Wagenknecht hatte bereits seit Monaten Erwägungen zur Gründung der Partei angestellt. Vor einigen Wochen hatten ihre Unterstützer den Verein «Bündnis Sahra Wagenknecht – Für Vernunft und Gerechtigkeit» registrieren lassen. Dieser soll die Parteigründung nun vorbereiten und Spenden einsammeln. Vorsitzende ist die bisherige Fraktionsvorsitzende der Linken, Amira Mohamed Ali. Geschäftsführer ist der frühere Geschäftsführer der Linken in NRW, Lukas Schön, Schatzmeister der Millionär Ralph Suikat.
Der Verein «‹Bündnis Sahra Wagenknecht – Für Vernunft und Gerechtigkeit› wurde gegründet, um eine neue Partei vorzubereiten», hiess es in einer schriftlichen Erklärung. In Deutschland werde seit Jahren «an den Wünschen der Mehrheit vorbei regiert». Statt Leistung zu belohnen, werde von den Fleissigen zu den oberen Zehntausend umverteilt. Lobbywünsche würden bedient und öffentliche Kassen geleert. Beklagt wird ein «autoritärer Politikstil». Industrie und Mittelstand stünden auf dem Spiel.
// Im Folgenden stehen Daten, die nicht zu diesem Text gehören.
//! Prefetch hints for the circular pager.
//!
//! After every page change the pager reports the pages within a fixed
//! radius of the current one, so the provider can start warming content
//! before it is swiped into view.

use ringpager_core::{circular_index, PageIndexSet};

/// Default number of pages hinted on each side of the current page.
pub const DEFAULT_PREFETCH_RADIUS: usize = 3;

/// Strategy for prefetch hints.
#[derive(Clone, Debug, PartialEq, Eq)]
pub struct PrefetchStrategy {
    /// Number of pages hinted on each side of the current page.
    pub radius: usize,

    /// Whether hints are reported at all.
    pub enabled: bool,
}

impl Default for PrefetchStrategy {
    fn default() -> Self {
        Self {
            radius: DEFAULT_PREFETCH_RADIUS,
            enabled: true,
        }
    }
}

impl PrefetchStrategy {
    /// Creates a strategy hinting `radius` pages on each side.
    pub fn new(radius: usize) -> Self {
        Self {
            radius,
            enabled: true,
        }
    }

    /// Disables prefetch hints.
    pub fn disabled() -> Self {
        Self {
            radius: 0,
            enabled: false,
        }
    }
}

/// Computes the prefetch set around `current`.
///
/// Walks `-radius..=radius` through [`circular_index`], skipping every
/// offset whose wrapped index lands on `current` itself. Once `page_count`
/// is smaller than the radius the walk wraps onto pages it already visited
/// and duplicates collapse in the set. Returns an empty set if `current` is
/// not a valid index.
pub fn prefetch_indices(current: usize, page_count: usize, radius: usize) -> PageIndexSet {
    let mut indices = PageIndexSet::default();
    // Offsets beyond one full lap only revisit pages.
    let radius = radius.min(page_count).min(isize::MAX as usize) as isize;
    for delta in -radius..=radius {
        match circular_index(current, delta, page_count) {
            Some(index) if index != current => {
                indices.insert(index);
            }
            Some(_) => {}
            None => break,
        }
    }
    indices
}

/// Produces prefetch hints according to a [`PrefetchStrategy`].
///
/// Remembers the last hint so hosts can inspect it between transitions.
#[derive(Debug)]
pub struct PrefetchScheduler {
    strategy: PrefetchStrategy,
    last_hint: PageIndexSet,
}

impl PrefetchScheduler {
    pub fn with_strategy(strategy: PrefetchStrategy) -> Self {
        Self {
            strategy,
            last_hint: PageIndexSet::default(),
        }
    }

    /// Recomputes the hint for `current`.
    ///
    /// Returns `None` when the strategy is disabled; no hint should be
    /// reported in that case.
    pub fn update(&mut self, current: usize, page_count: usize) -> Option<&PageIndexSet> {
        if !self.strategy.enabled {
            self.last_hint.clear();
            return None;
        }
        self.last_hint = prefetch_indices(current, page_count, self.strategy.radius);
        Some(&self.last_hint)
    }

    /// The hint computed by the last [`update`](Self::update).
    pub fn last_hint(&self) -> &PageIndexSet {
        &self.last_hint
    }
}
«Viele Menschen haben das Vertrauen in den Staat verloren und fühlen sich durch keine der vorhandenen Parteien mehr vertreten», heisst es in der Erklärung weiter. Wagenknecht kritisierte erneut scharf die Ampel-Koalition, die Deutschland schlecht regiere.
Das Land wurde kaputtgespart, inzwischen bröckelt nicht nur die Fassade.
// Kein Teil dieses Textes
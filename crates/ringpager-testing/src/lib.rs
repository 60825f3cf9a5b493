//! Testing utilities and harness for ringpager

pub mod recording;
pub mod test_rule;

pub use recording::*;
pub use test_rule::*;
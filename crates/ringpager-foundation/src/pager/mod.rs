//! Circular pager.
//!
//! # Architecture
//!
//! - [`CircularPager`] - State machine owning the current page index and the slot window
//! - [`PageContentProvider`] - Supplies page count and page content
//! - [`PagerObserver`] - Receives page, scroll, prefetch and tap notifications
//! - [`ScrollSurface`] - The host scroll widget, with distinct notifying and silent offset writes
//! - [`SlotWindow`] - The three recycled slots (previous, current, next)
//! - [`PrefetchScheduler`] - Computes the indices worth warming around the current page
//!
//! # Example
//!
//! ```rust,ignore
//! let scroll_state = PagerScrollState::new(390.0);
//! let mut pager = CircularPager::new(PagerSpec::default());
//! pager.attach_surface(scroll_state.clone());
//! pager.set_provider(Rc::new(my_provider));
//!
//! // Host event loop, on every scroll callback:
//! pager.on_scroll_changed();
//! ```

mod content_provider;
mod observer;
mod pager_state;
mod prefetch;
mod scroll;
mod scroll_detection;
mod slot_window;
mod spec;

pub use content_provider::*;
pub use observer::*;
pub use pager_state::*;
pub use prefetch::*;
pub use scroll::*;
pub use scroll_detection::*;
pub use slot_window::*;
pub use spec::*;
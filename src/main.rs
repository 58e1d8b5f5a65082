// ─────────────────────────────────────────────────────────────────────────────
// sim-engine-rs: per-client synthetic market simulator
//
// Serves a WebSocket endpoint where every connection gets an isolated market:
// a sentiment-driven price walk, a reconstructed limit order book, a synthetic
// trade tape, and OHLCV candles over five timeframes. Clients steer their own
// simulation with JSON control messages and receive a tick bundle on a
// speed-scaled 100 ms cadence.
// ─────────────────────────────────────────────────────────────────────────────
mod candles;
mod orderbook;
mod price_engine;
mod protocol;
mod rng;
mod sentiment;
mod server;
mod session;
mod trades;

#[tokio::main]
async fn main() {
    // Load .env file if present (silently ignored if missing)
    dotenvy::dotenv().ok();
    env_logger::init();

    let port: u16 = std::env::var("PORT")
        .ok()
        .and_then(|v| v.parse().ok())
        .unwrap_or(8080);
    let bind = std::env::var("SIM_BIND_ADDR").unwrap_or_else(|_| "0.0.0.0".to_string());

    log::info!("📈 sim-engine-rs starting…");
    log::info!("  Bind: {}:{}", bind, port);

    if let Err(e) = server::run(&bind, port).await {
        log::error!("[SERVER] fatal: {}", e);
        std::process::exit(1);
    }
}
Der Bundestagsabgeordnete Christian Leye sagte, Wagenknecht und ihre Unterstützer*innen hätten sich zu der Parteigründung entschlossen, weil «uns politisch keine andere Wahl bleibt». Er sprach von einer undurchdachten Politik, schlechten Schulen und maroden Brücken. «Das Land wurde kaputtgespart, inzwischen bröckelt nicht nur die Fassade», sagte Leye.
Viele Menschen mit geringem Einkommen fühlten sich nicht mehr vertreten. Für sie wolle die neue Partei «den Rücken gerade machen». Viele gingen gar nicht mehr zur Wahl. «Wir haben ein Demokratieproblem», sagte Leye. Die neue Partei strebe einen langsamen Aufbau an und wolle sich langfristig etablieren.
Einer Insa-Umfrage für Bild am Sonntag zufolge könnten sich 27 Prozent der Befragten in Deutschland vorstellen, eine Wagenknecht-Partei zu wählen. Wahlumfragen sind aber generell mit Unsicherheiten behaftet. Die Linke-Parteispitze will gegen die Wagenknecht-Mitstreiter vorgehen. Gegen die Beteiligten des Vereins BSW sollen Parteiausschlussverfahren eingeleitet werden.